At the end of The Guide, a few fund families are listed. Vanguard was listed first, and described accurately as a low-cost provider. Well, that sounded alright, but T. Rowe Price, a more regal sounding name, was touted as great for beginners, with a mountain of resources, having great customer service, all while offering “among the lowest expense ratios in the industry.” That sounds good; I’ll have that.
I had previously started my SEP-IRA with them, which made me even more comfortable starting my taxable brokerage account at T. Rowe Price.
Building Up The Taxable Account
I wanted some diversity, so I chose what looked like a good potpourri of domestic and international funds. I even put a little money into a tax-free bond fund. Here are the funds I chose.
Did this give me diversity? Yes. I had growth funds, international funds, and a bond fund. The two Spectrum funds were actually funds of funds, holding a handful of T. Rowe Price funds in each. Did I have Total Stock Market diversification? No, but I didn’t know much about index funds at the time.
Were my expenses among the lowest in the industry? No, not even close. I could have been more diversified with two Vanguard or Fidelity funds, while having 1/10th the expenses. A weighted average of my current portfolio’s funds’ expense ratios is 0.08, one tenth that of the above portfolio.
What was my rationale? If I knew then what I know now, I would have made different choices. Expenses under 1% seemed reasonable. I didn’t realize that investment fees can cost you millions. I did look at some graphs and charts and Morningstar star ratings, for what it’s worth, which in hindsight, isn’t much. When I started this account, there were some good online resources that I hadn’t yet found, but The White Coat Investor site did not yet exist. [Sorry about that, I was busy making my own mistakes. As bad as Personal Strategy Growth might look, it pales in comparison to whole life insurance-ed.]
For three years from 2010 to 2013, I funneled as much money into these funds as I could. When I worked locums, the proceeds went into the taxable account. By the fall of 2013, I had built the account up to a value of $369,000. Awesome! I had also discovered Bogleheads, rediscovered Vanguard, and realized I was losing money to fees while invested in tax-inefficient funds. Not Awesome!
Unwinding What I Had Done
My first instinct was to sell it all and start anew, but the capital gains alone would have pushed me well into the highest tax bracket, the one where capital gains are taxed at 20% instead of 15%. I didn’t know a lot, but I knew I didn’t want that.
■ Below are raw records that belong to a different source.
//! Dataset filter: keeps only chain entries that can be placed on a map.

use tracing::debug;

use crate::chain::EtymologyChain;
use crate::dataset::{CoordinateDataset, PendingLanguageSet};

/// User-facing note for a language that is known but not mapped yet.
pub fn pending_note(name: &str) -> String {
    format!("Sorry, {name} isn't in our dataset yet.")
}

/// Removes origins missing from `dataset`, in place.
///
/// Returns one note per removed language that is in `pending`, in chain order.
/// Other missing names (usually language families) are dropped without a note.
/// The target at index 0 is never filtered.
pub fn filter_chain(
    chain: &mut EtymologyChain,
    dataset: &CoordinateDataset,
    pending: &PendingLanguageSet,
) -> Vec<String> {
    let mut notes = Vec::new();

    chain.retain_origins(|name| {
        if dataset.contains(name) {
            return true;
        }
        if pending.contains(name) {
            notes.push(pending_note(name));
        } else {
            debug!(language = name, "not in dataset; dropped");
        }
        false
    });

    notes
}
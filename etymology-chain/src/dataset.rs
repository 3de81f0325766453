//! Language coordinate dataset and the pending-language set.
//!
//! Both are loaded once at startup from row-oriented CSV files and are
//! read-only afterwards:
//! - column 0: language display name (unique key)
//! - columns 1, 2: latitude and longitude as decimal strings
//!
//! The pending set uses the same file format but only reads column 0.

use std::collections::{HashMap, HashSet};
use std::io::Read;
use std::path::Path;

use serde::{Deserialize, Serialize};
use tracing::{debug, info, instrument, warn};

use crate::errors::DatasetError;

/// Latitude / longitude pair in decimal degrees.
#[derive(Debug, Clone, Copy, PartialEq, Serialize, Deserialize)]
pub struct Coordinates {
    pub lat: f64,
    pub lon: f64,
}

impl Coordinates {
    pub fn new(lat: f64, lon: f64) -> Self {
        Self { lat, lon }
    }
}

/// Language name → coordinates.
#[derive(Debug, Clone, Default)]
pub struct CoordinateDataset {
    entries: HashMap<String, Coordinates>,
}

impl CoordinateDataset {
    /// Loads the dataset from a CSV file.
    #[instrument(level = "info", skip_all, fields(path = %path.display()))]
    pub fn load(path: &Path, has_headers: bool) -> Result<Self, DatasetError> {
        let file = std::fs::File::open(path)?;
        let ds = Self::from_reader(file, has_headers)?;
        info!(languages = ds.len(), "coordinate dataset loaded");
        Ok(ds)
    }

    /// Parses CSV records from any reader.
    ///
    /// A later row with an already-seen name replaces the earlier one.
    pub fn from_reader<R: Read>(reader: R, has_headers: bool) -> Result<Self, DatasetError> {
        let mut rdr = csv_reader(reader, has_headers);
        let mut entries = HashMap::new();

        for record in rdr.records() {
            let record = record?;
            let line = record.position().map(|p| p.line()).unwrap_or(0);

            let name = cell(&record, 0, line)?;
            if name.is_empty() {
                debug!(line, "skipping row without a language name");
                continue;
            }
            let lat = coordinate(&record, 1, line, name)?;
            let lon = coordinate(&record, 2, line, name)?;

            if entries
                .insert(name.to_string(), Coordinates::new(lat, lon))
                .is_some()
            {
                warn!(line, language = %name, "duplicate language row; keeping the later one");
            }
        }

        Ok(Self { entries })
    }

    pub fn get(&self, name: &str) -> Option<Coordinates> {
        self.entries.get(name).copied()
    }

    pub fn contains(&self, name: &str) -> bool {
        self.entries.contains_key(name)
    }

    pub fn len(&self) -> usize {
        self.entries.len()
    }

    pub fn is_empty(&self) -> bool {
        self.entries.is_empty()
    }
}

impl FromIterator<(String, Coordinates)> for CoordinateDataset {
    fn from_iter<I: IntoIterator<Item = (String, Coordinates)>>(iter: I) -> Self {
        Self {
            entries: iter.into_iter().collect(),
        }
    }
}

/// Languages known to be missing from the coordinate dataset on purpose.
///
/// Only changes messaging: pending languages get a note in the description
/// instead of being dropped silently.
#[derive(Debug, Clone, Default)]
pub struct PendingLanguageSet {
    names: HashSet<String>,
}

impl PendingLanguageSet {
    #[instrument(level = "info", skip_all, fields(path = %path.display()))]
    pub fn load(path: &Path, has_headers: bool) -> Result<Self, DatasetError> {
        let file = std::fs::File::open(path)?;
        let set = Self::from_reader(file, has_headers)?;
        info!(languages = set.len(), "pending language set loaded");
        Ok(set)
    }

    pub fn from_reader<R: Read>(reader: R, has_headers: bool) -> Result<Self, DatasetError> {
        let mut rdr = csv_reader(reader, has_headers);
        let mut names = HashSet::new();

        for record in rdr.records() {
            let record = record?;
            let line = record.position().map(|p| p.line()).unwrap_or(0);
            let name = cell(&record, 0, line)?;
            if !name.is_empty() {
                names.insert(name.to_string());
            }
        }

        Ok(Self { names })
    }

    pub fn contains(&self, name: &str) -> bool {
        self.names.contains(name)
    }

    pub fn len(&self) -> usize {
        self.names.len()
    }

    pub fn is_empty(&self) -> bool {
        self.names.is_empty()
    }
}

impl<S: Into<String>> FromIterator<S> for PendingLanguageSet {
    fn from_iter<I: IntoIterator<Item = S>>(iter: I) -> Self {
        Self {
            names: iter.into_iter().map(Into::into).collect(),
        }
    }
}

fn csv_reader<R: Read>(reader: R, has_headers: bool) -> csv::Reader<R> {
    csv::ReaderBuilder::new()
        .has_headers(has_headers)
        .flexible(true)
        .trim(csv::Trim::All)
        .from_reader(reader)
}

fn cell<'r>(record: &'r csv::StringRecord, column: usize, line: u64) -> Result<&'r str, DatasetError> {
    record
        .get(column)
        .ok_or(DatasetError::MissingColumn { line, column })
}

fn coordinate(
    record: &csv::StringRecord,
    column: usize,
    line: u64,
    name: &str,
) -> Result<f64, DatasetError> {
    let raw = cell(record, column, line)?;
    raw.parse::<f64>()
        .ok()
        .filter(|v| v.is_finite())
        .ok_or_else(|| DatasetError::InvalidCoordinate {
            line,
            name: name.to_string(),
            value: raw.to_string(),
        })
}

#[cfg(test)]
mod tests {
    use super::*;

    #[test]
    fn loads_coordinates_from_csv_rows() {
        let csv = "Latin,41.9,12.5\nOld French,48.85,2.35\n";
        let ds = CoordinateDataset::from_reader(csv.as_bytes(), false).unwrap();
        assert_eq!(ds.len(), 2);
        assert_eq!(ds.get("Latin"), Some(Coordinates::new(41.9, 12.5)));
        assert!(ds.contains("Old French"));
        assert!(!ds.contains("latin"));
    }

    #[test]
    fn extra_columns_are_ignored() {
        let csv = "Latin,41.9,12.5,ital1254,extra\n";
        let ds = CoordinateDataset::from_reader(csv.as_bytes(), false).unwrap();
        assert_eq!(ds.get("Latin"), Some(Coordinates::new(41.9, 12.5)));
    }

    #[test]
    fn header_row_is_skipped_when_configured() {
        let csv = "name,lat,lon\nGothic,45.0,30.0\n";
        let ds = CoordinateDataset::from_reader(csv.as_bytes(), true).unwrap();
        assert_eq!(ds.len(), 1);
        assert!(ds.contains("Gothic"));
    }

    #[test]
    fn unparsable_coordinate_is_an_error() {
        let csv = "Latin,north,12.5\n";
        let err = CoordinateDataset::from_reader(csv.as_bytes(), false).unwrap_err();
        match err {
            DatasetError::InvalidCoordinate { line, name, value } => {
                assert_eq!(line, 1);
                assert_eq!(name, "Latin");
                assert_eq!(value, "north");
            }
            other => panic!("unexpected error: {other}"),
        }
    }

    #[test]
    fn short_row_reports_missing_column() {
        let csv = "Latin,41.9\n";
        let err = CoordinateDataset::from_reader(csv.as_bytes(), false).unwrap_err();
        assert!(matches!(err, DatasetError::MissingColumn { column: 2, .. }));
    }

    #[test]
    fn duplicate_names_keep_the_later_row() {
        let csv = "Latin,1.0,1.0\nLatin,2.0,3.0\n";
        let ds = CoordinateDataset::from_reader(csv.as_bytes(), false).unwrap();
        assert_eq!(ds.len(), 1);
        assert_eq!(ds.get("Latin"), Some(Coordinates::new(2.0, 3.0)));
    }

    #[test]
    fn pending_set_reads_only_first_column() {
        let csv = "Proto-Indo-European,,\nFrankish\n\n";
        let set = PendingLanguageSet::from_reader(csv.as_bytes(), false).unwrap();
        assert_eq!(set.len(), 2);
        assert!(set.contains("Frankish"));
        assert!(set.contains("Proto-Indo-European"));
    }

    #[test]
    fn load_from_file() {
        let dir = tempfile::tempdir().unwrap();
        let path = dir.path().join("language_coords.csv");
        std::fs::write(&path, "Latin,41.9,12.5\n").unwrap();
        let ds = CoordinateDataset::load(&path, false).unwrap();
        assert!(ds.contains("Latin"));

        let missing = dir.path().join("nope.csv");
        assert!(matches!(
            CoordinateDataset::load(&missing, false),
            Err(DatasetError::Io(_))
        ));
    }
}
We were planning a move at the time I realized I had chosen the wrong funds. We would need a new house, and I decided to buy the house with cash. I had been building up a cash reserve, but not enough of a reserve to buy a home outright, even in the low cost of living area where we were headed. That fall, I sold about half of the funds after we found a suitable home for our family.
I consulted with my accountant in December. Between a busy locums schedule that added a six-figure sum to my salary and a sizable capital gain from selling off half the funds in the taxable portfolio, I was still destined for the top federal income tax bracket and the 20% capital gains tax bracket unless I did something to lower my tax burden.
So I did something.
I had researched donor advised funds, and decided it was time to start one of our own. I donated about $60,000 from the funds with the most appreciation, more than enough to bring our taxable income out of the top bracket. In any year, the IRS allows you to donate equities adding up to as much as 30% of your taxable income. If you’re giving cash, it’s 50%. Every dollar donated is a dollar that’s not taxed.
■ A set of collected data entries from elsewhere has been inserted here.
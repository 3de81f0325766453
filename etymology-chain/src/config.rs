//! Runtime configuration loaded from environment variables.
//!
//! Groups:
//! - [`EtymapConfig`]    : dataset locations and the extractor options
//! - [`ExtractorConfig`] : heading markers and the stop-rule variant
//!
//! All structs are `serde`-friendly so they can also be loaded from JSON.

use std::path::PathBuf;
use std::str::FromStr;

use serde::{Deserialize, Serialize};

use crate::errors::{ConfigError, Result};

/// Which variant of the comparison stop rules the classifier applies.
#[derive(Debug, Clone, Copy, PartialEq, Eq, Default, Serialize, Deserialize)]
#[serde(rename_all = "lowercase")]
pub enum StopRuleMode {
    /// Lowercase `related` / `cognate` end the paragraph wherever they appear.
    #[default]
    Permissive,
    /// Lowercase `related` / `cognate` only end the paragraph after a sentence end.
    Strict,
}

impl FromStr for StopRuleMode {
    type Err = ConfigError;

    fn from_str(s: &str) -> std::result::Result<Self, Self::Err> {
        match s.trim().to_ascii_lowercase().as_str() {
            "permissive" => Ok(Self::Permissive),
            "strict" => Ok(Self::Strict),
            other => Err(ConfigError::InvalidValue {
                var: "ETYMAP_STOP_RULES",
                reason: format!("expected `permissive` or `strict`, got `{other}`"),
            }),
        }
    }
}

/// Options for locating sections and classifying mentions.
#[derive(Debug, Clone, PartialEq, Eq, Serialize, Deserialize)]
pub struct ExtractorConfig {
    /// Stop-rule variant.
    pub stop_rules: StopRuleMode,
    /// Editorial marker removed from heading text before comparison.
    pub edit_marker: String,
    /// Literal a subsection heading must contain to count as an etymology.
    pub etymology_marker: String,
}

impl Default for ExtractorConfig {
    fn default() -> Self {
        Self {
            stop_rules: StopRuleMode::Permissive,
            edit_marker: "[edit]".into(),
            etymology_marker: "Etymology".into(),
        }
    }
}

impl ExtractorConfig {
    /// Heading text with the editorial marker removed and whitespace trimmed.
    pub fn clean_heading<'a>(&self, text: &'a str) -> std::borrow::Cow<'a, str> {
        if self.edit_marker.is_empty() || !text.contains(self.edit_marker.as_str()) {
            return std::borrow::Cow::Borrowed(text.trim());
        }
        std::borrow::Cow::Owned(text.replace(self.edit_marker.as_str(), "").trim().to_string())
    }
}

/// Process-level configuration. All fields have defaults via [`EtymapConfig::from_env`].
#[derive(Debug, Clone, Serialize, Deserialize)]
pub struct EtymapConfig {
    /// Coordinate dataset CSV.
    pub coords_csv: PathBuf,
    /// Pending-language CSV (same format, only column 0 used).
    pub pending_csv: PathBuf,
    /// Whether both CSV files start with a header row.
    pub csv_headers: bool,
    /// Classifier options.
    pub extractor: ExtractorConfig,
}

impl Default for EtymapConfig {
    fn default() -> Self {
        Self {
            coords_csv: PathBuf::from("language_coords.csv"),
            pending_csv: PathBuf::from("diff.csv"),
            csv_headers: false,
            extractor: ExtractorConfig::default(),
        }
    }
}

impl EtymapConfig {
    /// Build from environment variables, falling back to defaults.
    ///
    /// # Errors
    /// Returns [`ConfigError::InvalidValue`] when a variable is set but unusable.
    pub fn from_env() -> Result<Self> {
        let dflt = Self::default();

        let stop_rules = match env_opt("ETYMAP_STOP_RULES") {
            Some(v) => v.parse::<StopRuleMode>()?,
            None => dflt.extractor.stop_rules,
        };

        let csv_headers = match env_opt("ETYMAP_CSV_HEADERS") {
            Some(v) => parse_bool("ETYMAP_CSV_HEADERS", &v)?,
            None => dflt.csv_headers,
        };

        let cfg = Self {
            coords_csv: env_opt("ETYMAP_COORDS_CSV")
                .map(PathBuf::from)
                .unwrap_or(dflt.coords_csv),
            pending_csv: env_opt("ETYMAP_PENDING_CSV")
                .map(PathBuf::from)
                .unwrap_or(dflt.pending_csv),
            csv_headers,
            extractor: ExtractorConfig {
                stop_rules,
                ..dflt.extractor
            },
        };

        cfg.validate()?;
        Ok(cfg)
    }

    /// Validates config values.
    pub fn validate(&self) -> Result<()> {
        if self.coords_csv.as_os_str().is_empty() {
            return Err(ConfigError::InvalidValue {
                var: "ETYMAP_COORDS_CSV",
                reason: "path is empty".into(),
            }
            .into());
        }
        if self.extractor.etymology_marker.trim().is_empty() {
            return Err(ConfigError::InvalidValue {
                var: "etymology_marker",
                reason: "marker is empty".into(),
            }
            .into());
        }
        Ok(())
    }
}

/// Optional, non-empty environment variable.
fn env_opt(name: &str) -> Option<String> {
    std::env::var(name).ok().filter(|v| !v.trim().is_empty())
}

fn parse_bool(var: &'static str, value: &str) -> std::result::Result<bool, ConfigError> {
    match value.trim().to_ascii_lowercase().as_str() {
        "true" | "1" | "yes" => Ok(true),
        "false" | "0" | "no" => Ok(false),
        other => Err(ConfigError::InvalidValue {
            var,
            reason: format!("expected boolean, got `{other}`"),
        }),
    }
}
In 2014, this taxable account was worth about a third what it was at its peak. I was done contributing to it, but it continued to cause tax headaches. In 2013, aside from the capital gains I incurred by selling, the funds spun off over $6,000 in dividends (mostly ordinary, non-qualified) and over $6,000 in capital gains distributions. In 2014, I still saw over $4,000 in dividends and nearly $7,000 in capital gains distributions despite having less than $120,000 in the account.
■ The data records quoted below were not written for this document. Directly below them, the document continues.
//! Chain extractor: locate → walk → filter.

use tracing::{info, instrument};

use crate::chain::ChainExtractionResult;
use crate::config::ExtractorConfig;
use crate::dataset::{CoordinateDataset, PendingLanguageSet};
use crate::document::DocumentModel;
use crate::errors::ExtractError;
use crate::filter::filter_chain;
use crate::locate::locate;
use crate::walker::walk;

/// Stateless extractor bound to the process-wide datasets.
///
/// Holds only shared references; one instance can serve any number of
/// sequential requests.
#[derive(Debug, Clone, Copy)]
pub struct ChainExtractor<'a> {
    dataset: &'a CoordinateDataset,
    pending: &'a PendingLanguageSet,
    config: &'a ExtractorConfig,
}

impl<'a> ChainExtractor<'a> {
    pub fn new(
        dataset: &'a CoordinateDataset,
        pending: &'a PendingLanguageSet,
        config: &'a ExtractorConfig,
    ) -> Self {
        Self {
            dataset,
            pending,
            config,
        }
    }

    /// Extracts the etymology chain for `target` (or the first etymology on the
    /// page when `target` is `None` or blank).
    ///
    /// A chain of length 1 is a valid result: prose exists but nothing on it
    /// could be mapped.
    ///
    /// # Errors
    /// [`ExtractError::LanguagePageNotFound`] or [`ExtractError::EtymologyNotFound`]
    /// when the locator fails.
    #[instrument(level = "info", skip_all, fields(language = target.unwrap_or("<first>")))]
    pub fn extract<D>(
        &self,
        document: &D,
        target: Option<&str>,
    ) -> Result<ChainExtractionResult, ExtractError>
    where
        D: DocumentModel + ?Sized,
    {
        let target = target.map(str::trim).filter(|t| !t.is_empty());
        let located = locate(document, target, self.config)?;

        let paragraphs = document.paragraphs_of(located.etymology.id);
        let mut walked = walk(&paragraphs, &located.language, self.config.stop_rules);

        let notes = filter_chain(&mut walked.chain, self.dataset, self.pending);
        for note in &notes {
            walked.description.push('\n');
            walked.description.push_str(note);
        }

        info!(
            language = %located.language,
            heading = located.etymology.text,
            paragraphs = paragraphs.len(),
            chain = ?walked.chain.as_slice(),
            notes = notes.len(),
            "etymology extracted"
        );

        Ok(ChainExtractionResult {
            description: walked.description,
            chain: walked.chain,
        })
    }
}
I made another good-sized contribution to the donor advised fund late in 2014, and again in 2015. Before the first quarterly dividend date arrived in 2015, I decided to cut my losses, take my gains, and move the last of my T. Rowe Price account into Vanguard index funds.
Lessons from my folly
Is T. Rowe Price a bad company? No, not at all. But if you plan to be a do-it-yourself investor, you should do all you can to minimize your fees. I like Vanguard, but they’re not the only company selling index funds with expense ratios below 0.1%.
Tax efficiency matters. I now have a seven-figure taxable portfolio, and the tax burden imposed is about the same as it was when I was invested in less tax-efficient funds with a portfolio one third as large.
Have a well researched plan before you start investing in a taxable account. Changes are easy to make in your 401(k) and other tax advantaged accounts. In a taxable account, if you’ve seen any gains, you will be taxed when you decide to sell.
It’s not too late to make changes. While you will be on the hook for some capital gains taxes, it probably makes the most sense to move on and swallow your pride when you realize you’ve got investments that don’t make sense in your portfolio. If I had held onto those funds indefinitely, the ongoing expenses and tax drag would easily exceed the cost of exiting out of them when I did.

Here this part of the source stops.